“I’ve dedicated my life to mastering the theremin,” Stephen Hamm declares over the phone, his voice tinged with just a hint of irony. Before the Thanksgiving long weekend, the musician/entertainer has decamped to Pender Island, away from the hustle and bustle in Vancouver. It’s a crisp Friday morning, and Hamm is enjoying eggnog French toast—a […]
Publishing date: Nov, 05, 2019
“I’ve dedicated my life to mastering the theremin,” Stephen Hamm declares over the phone, his voice tinged with just a hint of irony.
Before the Thanksgiving long weekend, the musician/entertainer has decamped to Pender Island, away from the hustle and bustle in Vancouver.
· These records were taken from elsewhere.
//! Trust verification for finance notifications
//!
//! A finance notification is only allowed to touch the ledger when its
//! source app is one of the user's registered institutions.
//! Deterministic enforcement: no oracle is consulted here.

use crate::apps::AppNameResolver;
use crate::config::TrustPolicy;
use crate::models::Account;
use crate::state::Store;
use crate::Result;
use serde::{Deserialize, Serialize};
use std::sync::Arc;
use tracing::{info, warn};
use uuid::Uuid;

pub const VERIFIED_REASON: &str = "Verified Source";
pub const TRUST_DISABLED_REASON: &str = "Trust check disabled";

#[derive(Debug, Clone, Serialize, Deserialize, PartialEq)]
pub struct TrustVerdict {
    pub is_trusted: bool,
    pub reason: String,
    /// Registered institution the source matched, in its stored casing
    pub matched_institution: Option<String>,
}

impl TrustVerdict {
    fn untrusted(source_app: &str) -> Self {
        Self {
            is_trusted: false,
            reason: format!(
                "UNTRUSTED SOURCE: '{}' is not in your registered accounts.",
                source_app
            ),
            matched_institution: None,
        }
    }
}

/// Whitelist check against the user's accounts. Case-insensitive; either the
/// raw identifier or an authoritative display name may match.
pub fn evaluate(accounts: &[Account], source_app: &str, resolved_name: Option<&str>) -> TrustVerdict {
    let candidates: Vec<String> = std::iter::once(source_app)
        .chain(resolved_name)
        .map(|name| name.trim().to_lowercase())
        .filter(|name| !name.is_empty())
        .collect();

    let matched = accounts
        .iter()
        .find(|account| candidates.contains(&account.institution_name.trim().to_lowercase()));

    match matched {
        Some(account) => TrustVerdict {
            is_trusted: true,
            reason: VERIFIED_REASON.to_string(),
            matched_institution: Some(account.institution_name.clone()),
        },
        None => TrustVerdict::untrusted(source_app),
    }
}

pub struct TrustVerifier {
    store: Arc<dyn Store>,
    resolver: Arc<dyn AppNameResolver>,
    policy: TrustPolicy,
}

impl TrustVerifier {
    pub fn new(store: Arc<dyn Store>, resolver: Arc<dyn AppNameResolver>, policy: TrustPolicy) -> Self {
        Self {
            store,
            resolver,
            policy,
        }
    }

    pub fn policy(&self) -> TrustPolicy {
        self.policy
    }

    /// Decide whether `source_app` may drive ledger mutations for `user_id`.
    pub async fn verify_source(&self, user_id: Uuid, source_app: &str) -> Result<TrustVerdict> {
        let resolved = self.resolver.resolve(source_app).await;

        if self.policy == TrustPolicy::Disabled {
            return Ok(TrustVerdict {
                is_trusted: true,
                reason: TRUST_DISABLED_REASON.to_string(),
                matched_institution: Some(resolved.name),
            });
        }

        // A derived name comes from the sender's own identifier and proves nothing.
        let vouched = resolved.authoritative.then_some(resolved.name.as_str());

        let accounts = self.store.accounts_for_user(user_id).await?;
        let verdict = evaluate(&accounts, source_app, vouched);

        if verdict.is_trusted {
            info!(%user_id, %source_app, institution = ?verdict.matched_institution, "Source verified");
        } else {
            warn!(
                %user_id,
                %source_app,
                resolved = %resolved.name,
                authoritative = resolved.authoritative,
                "Untrusted finance source"
            );
        }

        Ok(verdict)
    }
}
It’s a crisp Friday morning, and Hamm is enjoying eggnog French toast—a breakfast more suited for Christmastime, but which nonetheless falls in line with Hamm’s forward-thinking personality.
A seminal figure in Vancouver’s music scene, Hamm has been a member of some of the city’s most legendary and unconventional music groups, including Slow, The Evaporators, Canned Hamm and Tankhog. Slow is widely hailed as proto-grunge; the tongue-in-cheek Canned Hamm released an electronic dance album entitled Erotic Thriller years before EDM exploded into the mainstream. In short, Hamm knows a thing or two about staying ahead of the curve.
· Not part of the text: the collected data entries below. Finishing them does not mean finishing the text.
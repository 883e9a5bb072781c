//! REST API Server for the notification gatekeeper
//!
//! Thin HTTP adapter: the mobile client posts notifications here and reads
//! its briefing and alert feed back.

use axum::{
    extract::{Query, State},
    http::StatusCode,
    routing::{get, post},
    Json, Router,
};
use chrono::{DateTime, Utc};
use serde::{Deserialize, Serialize};
use std::sync::Arc;
use tower_http::cors::CorsLayer;
use tower_http::trace::TraceLayer;
use tracing::{error, info};
use uuid::Uuid;

use crate::agent::RoutingOrchestrator;
use crate::briefing::{BriefingService, DEFAULT_ALERT_LIMIT};
use crate::extractors::default_currency_for;
use crate::models::{Account, NotificationEvent};

/// =============================
/// Request Models
/// =============================

#[derive(Debug, Serialize, Deserialize, Clone)]
pub struct WebhookRequest {
    /// UUID, or any stable client-side identifier
    pub user_id: String,
    pub source_app: String,
    pub content: String,
    #[serde(default)]
    pub title: String,
    #[serde(default)]
    pub language: Option<String>,
    #[serde(default)]
    pub received_at: Option<DateTime<Utc>>,
}

#[derive(Debug, Serialize, Deserialize, Clone)]
pub struct RegisterAccountRequest {
    pub user_id: String,
    pub institution_name: String,
    #[serde(default)]
    pub currency: Option<String>,
}

#[derive(Debug, Deserialize)]
pub struct UserQuery {
    pub user_id: String,
    #[serde(default)]
    pub limit: Option<usize>,
}

/// =============================
/// Response Wrapper
/// =============================

#[derive(Debug, Serialize, Deserialize)]
pub struct ApiResponse {
    pub success: bool,
    pub data: Option<serde_json::Value>,
    pub error: Option<String>,
    pub timestamp: String,
}

impl ApiResponse {
    pub fn success<T: Serialize>(data: T) -> Self {
        Self {
            success: true,
            data: serde_json::to_value(data).ok(),
            error: None,
            timestamp: chrono::Utc::now().to_rfc3339(),
        }
    }

    pub fn error(message: String) -> Self {
        Self {
            success: false,
            data: None,
            error: Some(message),
            timestamp: chrono::Utc::now().to_rfc3339(),
        }
    }

    /// Pipeline failure: `{status: "error", message}` in `data`.
    pub fn pipeline_error(message: String) -> Self {
        Self {
            success: false,
            data: Some(serde_json::json!({
                "status": "error",
                "message": message,
            })),
            error: Some(message),
            timestamp: chrono::Utc::now().to_rfc3339(),
        }
    }
}

/// =============================
/// API State
/// =============================

#[derive(Clone)]
pub struct ApiState {
    pub orchestrator: Arc<RoutingOrchestrator>,
    pub briefing: Arc<BriefingService>,
}

/// =============================
/// Helpers — user id parsing
/// =============================

fn stable_uuid_from_string(input: &str) -> Uuid {
    use sha2::{Digest, Sha256};

    let hash = Sha256::digest(input.as_bytes());
    let mut bytes = [0u8; 16];
    bytes.copy_from_slice(&hash[..16]);

    // Set UUID version (4) and variant (RFC4122) bits.
    bytes[6] = (bytes[6] & 0x0f) | 0x40;
    bytes[8] = (bytes[8] & 0x3f) | 0x80;

    Uuid::from_bytes(bytes)
}

/// Clients may send integer or free-form ids; those map to a stable UUID.
pub fn parse_user_id(value: &str) -> Option<Uuid> {
    let value = value.trim();
    if value.is_empty() {
        return None;
    }
    Some(Uuid::parse_str(value).unwrap_or_else(|_| stable_uuid_from_string(value)))
}

fn bad_request(message: &str) -> (StatusCode, Json<ApiResponse>) {
    (
        StatusCode::BAD_REQUEST,
        Json(ApiResponse::error(message.to_string())),
    )
}

/// =============================
/// Health Endpoint
/// =============================

async fn health() -> Json<serde_json::Value> {
    Json(serde_json::json!({
        "status": "healthy",
        "timestamp": chrono::Utc::now().to_rfc3339()
    }))
}

/// =============================
/// Webhook Endpoint
/// =============================

async fn receive_notification(
    State(state): State<ApiState>,
    Json(req): Json<WebhookRequest>,
) -> (StatusCode, Json<ApiResponse>) {
    let Some(user_id) = parse_user_id(&req.user_id) else {
        return bad_request("user_id is required");
    };
    if req.source_app.trim().is_empty() {
        return bad_request("source_app is required");
    }

    info!(%user_id, source_app = %req.source_app, "Received notification");

    let event = NotificationEvent {
        user_id,
        source_app: req.source_app,
        content: req.content,
        title: req.title,
        language: req.language,
        received_at: req.received_at.unwrap_or_else(Utc::now),
    };

    match state.orchestrator.process(event).await {
        Ok(run) => (StatusCode::OK, Json(ApiResponse::success(run.response))),
        Err(e) => {
            error!(%user_id, error = %e, "Notification processing failed");
            (
                StatusCode::INTERNAL_SERVER_ERROR,
                Json(ApiResponse::pipeline_error(e.to_string())),
            )
        }
    }
}

/// =============================
/// Account Registration
/// =============================

async fn register_account(
    State(state): State<ApiState>,
    Json(req): Json<RegisterAccountRequest>,
) -> (StatusCode, Json<ApiResponse>) {
    let Some(user_id) = parse_user_id(&req.user_id) else {
        return bad_request("user_id is required");
    };
    let institution = req.institution_name.trim();
    if institution.is_empty() {
        return bad_request("institution_name is required");
    }

    let currency = req
        .currency
        .as_deref()
        .map(str::trim)
        .filter(|c| !c.is_empty())
        .unwrap_or_else(|| default_currency_for(state.orchestrator.default_language()))
        .to_string();

    let account = Account::new(user_id, institution, &currency);

    match state.orchestrator.store().register_account(account).await {
        Ok(account) => {
            info!(%user_id, institution = %account.institution_name, "Account registered");
            (StatusCode::OK, Json(ApiResponse::success(account)))
        }
        Err(e) => (
            StatusCode::INTERNAL_SERVER_ERROR,
            Json(ApiResponse::error(format!("Account registration failed: {}", e))),
        ),
    }
}

/// =============================
/// Mobile Endpoints
/// =============================

async fn fetch_briefing(
    State(state): State<ApiState>,
    Query(query): Query<UserQuery>,
) -> (StatusCode, Json<ApiResponse>) {
    let Some(user_id) = parse_user_id(&query.user_id) else {
        return bad_request("user_id is required");
    };

    match state.briefing.fetch_briefing(user_id).await {
        Ok(briefing) => (StatusCode::OK, Json(ApiResponse::success(briefing))),
        Err(e) => (
            StatusCode::INTERNAL_SERVER_ERROR,
            Json(ApiResponse::error(format!("Briefing failed: {}", e))),
        ),
    }
}

async fn fetch_alerts(
    State(state): State<ApiState>,
    Query(query): Query<UserQuery>,
) -> (StatusCode, Json<ApiResponse>) {
    let Some(user_id) = parse_user_id(&query.user_id) else {
        return bad_request("user_id is required");
    };
    let limit = query.limit.unwrap_or(DEFAULT_ALERT_LIMIT);

    match state.briefing.recent_alerts(user_id, limit).await {
        Ok(alerts) => (StatusCode::OK, Json(ApiResponse::success(alerts))),
        Err(e) => (
            StatusCode::INTERNAL_SERVER_ERROR,
            Json(ApiResponse::error(format!("Alert feed failed: {}", e))),
        ),
    }
}

/// =============================
/// Router
/// =============================

pub fn create_router(orchestrator: Arc<RoutingOrchestrator>) -> Router {
    let briefing = Arc::new(BriefingService::new(orchestrator.store()));
    let state = ApiState {
        orchestrator,
        briefing,
    };

    Router::new()
        .route("/health", get(health))
        .route("/api/v1/webhook", post(receive_notification))
        .route("/api/v1/accounts", post(register_account))
        .route("/api/v1/mobile/briefing", get(fetch_briefing))
        .route("/api/v1/mobile/alerts", get(fetch_alerts))
        .with_state(state)
        .layer(TraceLayer::new_for_http())
        .layer(CorsLayer::permissive())
}

/// =============================
/// Server Startup
/// =============================

pub async fn start_server(
    orchestrator: Arc<RoutingOrchestrator>,
    port: u16,
) -> std::result::Result<(), Box<dyn std::error::Error>> {
    let router = create_router(orchestrator);

    let listener = tokio::net::TcpListener::bind(format!("0.0.0.0:{}", port)).await?;

    info!("API Server listening on http://0.0.0.0:{}", port);
    info!("Local: http://127.0.0.1:{}", port);

    axum::serve(listener, router).await?;

    Ok(())
}

#[cfg(test)]
mod tests {
    use super::*;
    use crate::apps::FallbackAppNameResolver;
    use crate::config::GatekeeperConfig;
    use crate::currency::CurrencyNormalizer;
    use crate::oracle::ScriptedModel;
    use crate::prompts::Prompts;
    use crate::state::{InMemoryStore, Store};
    use axum::body::Body;
    use axum::http::Request;
    use tower::ServiceExt;

    fn app(store: Arc<InMemoryStore>, replies: &[&str]) -> Router {
        let orchestrator = RoutingOrchestrator::from_config(
            &GatekeeperConfig::default(),
            Arc::new(ScriptedModel::json(replies)),
            store,
            Arc::new(CurrencyNormalizer::offline()),
            Arc::new(FallbackAppNameResolver),
            Prompts::default(),
        );
        create_router(Arc::new(orchestrator))
    }

    async fn send(router: Router, request: Request<Body>) -> (StatusCode, serde_json::Value) {
        let response = router.oneshot(request).await.unwrap();
        let status = response.status();
        let bytes = axum::body::to_bytes(response.into_body(), usize::MAX)
            .await
            .unwrap();
        (status, serde_json::from_slice(&bytes).unwrap())
    }

    fn post_json(uri: &str, body: serde_json::Value) -> Request<Body> {
        Request::builder()
            .method("POST")
            .uri(uri)
            .header("content-type", "application/json")
            .body(Body::from(body.to_string()))
            .unwrap()
    }

    #[test]
    fn test_parse_user_id() {
        let id = Uuid::new_v4();
        assert_eq!(parse_user_id(&id.to_string()), Some(id));
        assert_eq!(parse_user_id("42"), parse_user_id(" 42 "));
        assert_ne!(parse_user_id("42"), parse_user_id("43"));
        assert_eq!(parse_user_id("  "), None);
    }

    #[tokio::test]
    async fn test_health() {
        let router = app(Arc::new(InMemoryStore::new()), &[]);
        let request = Request::builder().uri("/health").body(Body::empty()).unwrap();

        let (status, body) = send(router, request).await;
        assert_eq!(status, StatusCode::OK);
        assert_eq!(body["status"], "healthy");
    }

    #[tokio::test]
    async fn test_webhook_returns_pipeline_response() {
        let store = Arc::new(InMemoryStore::new());
        let router = app(
            store.clone(),
            &[r#"{"classification": "OTHER", "is_spam": false, "priority": 2, "summary": "Hello"}"#],
        );

        let (status, body) = send(
            router,
            post_json(
                "/api/v1/webhook",
                serde_json::json!({
                    "user_id": "42",
                    "source_app": "Zalo",
                    "content": "Hello there"
                }),
            ),
        )
        .await;

        assert_eq!(status, StatusCode::OK);
        assert_eq!(body["success"], true);
        assert_eq!(body["data"]["classification"], "OTHER");
        assert_eq!(body["data"]["priority"], 2);
        assert!(body["data"]["finance_data"].is_null());

        let user_id = parse_user_id("42").unwrap();
        assert_eq!(store.logs_for_user(user_id).await.unwrap().len(), 1);
    }

    #[tokio::test]
    async fn test_webhook_commit_failure_is_500() {
        let store = Arc::new(InMemoryStore::new());
        store.simulate_commit_failure(true);
        let router = app(store, &[]);

        let (status, body) = send(
            router,
            post_json(
                "/api/v1/webhook",
                serde_json::json!({
                    "user_id": "42",
                    "source_app": "Zalo",
                    "content": "Hello"
                }),
            ),
        )
        .await;

        assert_eq!(status, StatusCode::INTERNAL_SERVER_ERROR);
        assert_eq!(body["success"], false);
        assert_eq!(body["data"]["status"], "error");
    }

    #[tokio::test]
    async fn test_webhook_rejects_missing_source() {
        let router = app(Arc::new(InMemoryStore::new()), &[]);
        let (status, body) = send(
            router,
            post_json(
                "/api/v1/webhook",
                serde_json::json!({"user_id": "42", "source_app": " ", "content": "x"}),
            ),
        )
        .await;

        assert_eq!(status, StatusCode::BAD_REQUEST);
        assert_eq!(body["error"], "source_app is required");
    }

    #[tokio::test]
    async fn test_register_account_defaults_currency() {
        let store = Arc::new(InMemoryStore::new());
        let router = app(store.clone(), &[]);

        let (status, body) = send(
            router,
            post_json(
                "/api/v1/accounts",
                serde_json::json!({"user_id": "7", "institution_name": "MBBank"}),
            ),
        )
        .await;

        assert_eq!(status, StatusCode::OK);
        assert_eq!(body["data"]["currency"], "VND");
        assert_eq!(body["data"]["balance"], 0.0);

        let accounts = store
            .accounts_for_user(parse_user_id("7").unwrap())
            .await
            .unwrap();
        assert_eq!(accounts.len(), 1);
    }

    #[tokio::test]
    async fn test_briefing_and_alerts_endpoints() {
        let store = Arc::new(InMemoryStore::new());
        let finance = r#"{"classification": "FINANCE", "is_spam": false, "priority": 4, "summary": "Card payment"}"#;
        let router = app(store.clone(), &[finance]);

        // Untrusted finance source: becomes a RISK log
        let (status, _) = send(
            router.clone(),
            post_json(
                "/api/v1/webhook",
                serde_json::json!({"user_id": "9", "source_app": "FakeBank", "content": "Pay now"}),
            ),
        )
        .await;
        assert_eq!(status, StatusCode::OK);

        let request = Request::builder()
            .uri("/api/v1/mobile/alerts?user_id=9")
            .body(Body::empty())
            .unwrap();
        let (_, alerts) = send(router.clone(), request).await;
        assert_eq!(alerts["data"][0]["category"], "RISK");
        assert_eq!(alerts["data"][0]["source"], "FakeBank");

        let request = Request::builder()
            .uri("/api/v1/mobile/briefing?user_id=9")
            .body(Body::empty())
            .unwrap();
        let (_, briefing) = send(router.clone(), request).await;
        assert_eq!(briefing["data"]["items"], 1);

        let request = Request::builder()
            .uri("/api/v1/mobile/briefing?user_id=9")
            .body(Body::empty())
            .unwrap();
        let (_, again) = send(router, request).await;
        assert_eq!(again["data"]["briefing"], "No new updates.");
    }
}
“I can’t tell whether I’m three years ahead or seven years behind everyone else,” he laughs. “I guess I’ve always been drawn to things that are a bit curious or off the beaten path.”
It only makes sense that “Big Hamm” would eventually take up an instrument as esoteric as the theremin. The father of weird instruments, the theremin is a box with two antennas. The player moves his or her hands in the air through invisible electromagnetic fields, producing ethereal, lingering sounds. The effect is eerie, and the performance is unlike any other.
Just ask Hamm. He first encountered the theremin at age fourteen, when he saw Led Zeppelin’s The Song Remains the Same at the now-defunct Ridge Theatre in Vancouver. “It’s a terrible movie,” he remembers. “But I was really fascinated by this long, dramatic performance where Jimmy Page was playing with the echo effect on his guitar while playing something called a theremin at the same time. Since then it has always been sitting at the back of my mind.”
Cut to 2019, and Hamm is still mesmerized by the instrument, so much so that he received his theremin training in Paris (“it was basically a nerd fest,” he notes) and in San Francisco. His upcoming solo release is aptly named Theremin Man and presents a new side of Hamm’s talents. In the past, onstage antics, coordinated outfits, and bizarre dance moves populated many of Hamm’s live performances with his various bands. But Hamm points out that the instrumentation on Theremin Man lends itself to a more atmospheric experience.
“In Slow and Canned Hamm especially, we were all over the place, literally. But when you’re playing the theremin you almost have to be statuesque, so it’s really up to you to draw your audience in. It’s a shift from what I’m used to, but it’s still really cool.” He quickly adds, “That said, I still love dressing up in costumes.”
This light-heartedness has served Hamm well over the years, and it accounts for his popularity and staying power in the Vancouver music scene. But his positive influence extends even beyond that: his day job entails working with the Downtown East Side community. “You got to find the joy in things or else you’ll lose your mind,” he advises. It’s a sentiment Hamm has carried throughout his long music career.
“With Canned Hamm, Robert [Dayton] and I used to say, ‘turn your emotional scars upside down.’ We tried to see our emotional scars as happy faces,” he says, cackling. “The human experience is full of tragic moments and suffering, but through it all we tried to figure out how to make joy out of it. We probably weren’t even conscious of it at the time, but that was our thing: joy through suffering.”
Stephen Hamm performs Nov. 15 at White Room (Nanaimo), Nov. 16 at Subspace (Victoria) and Nov.23 at Lana Lou’s (Vancouver).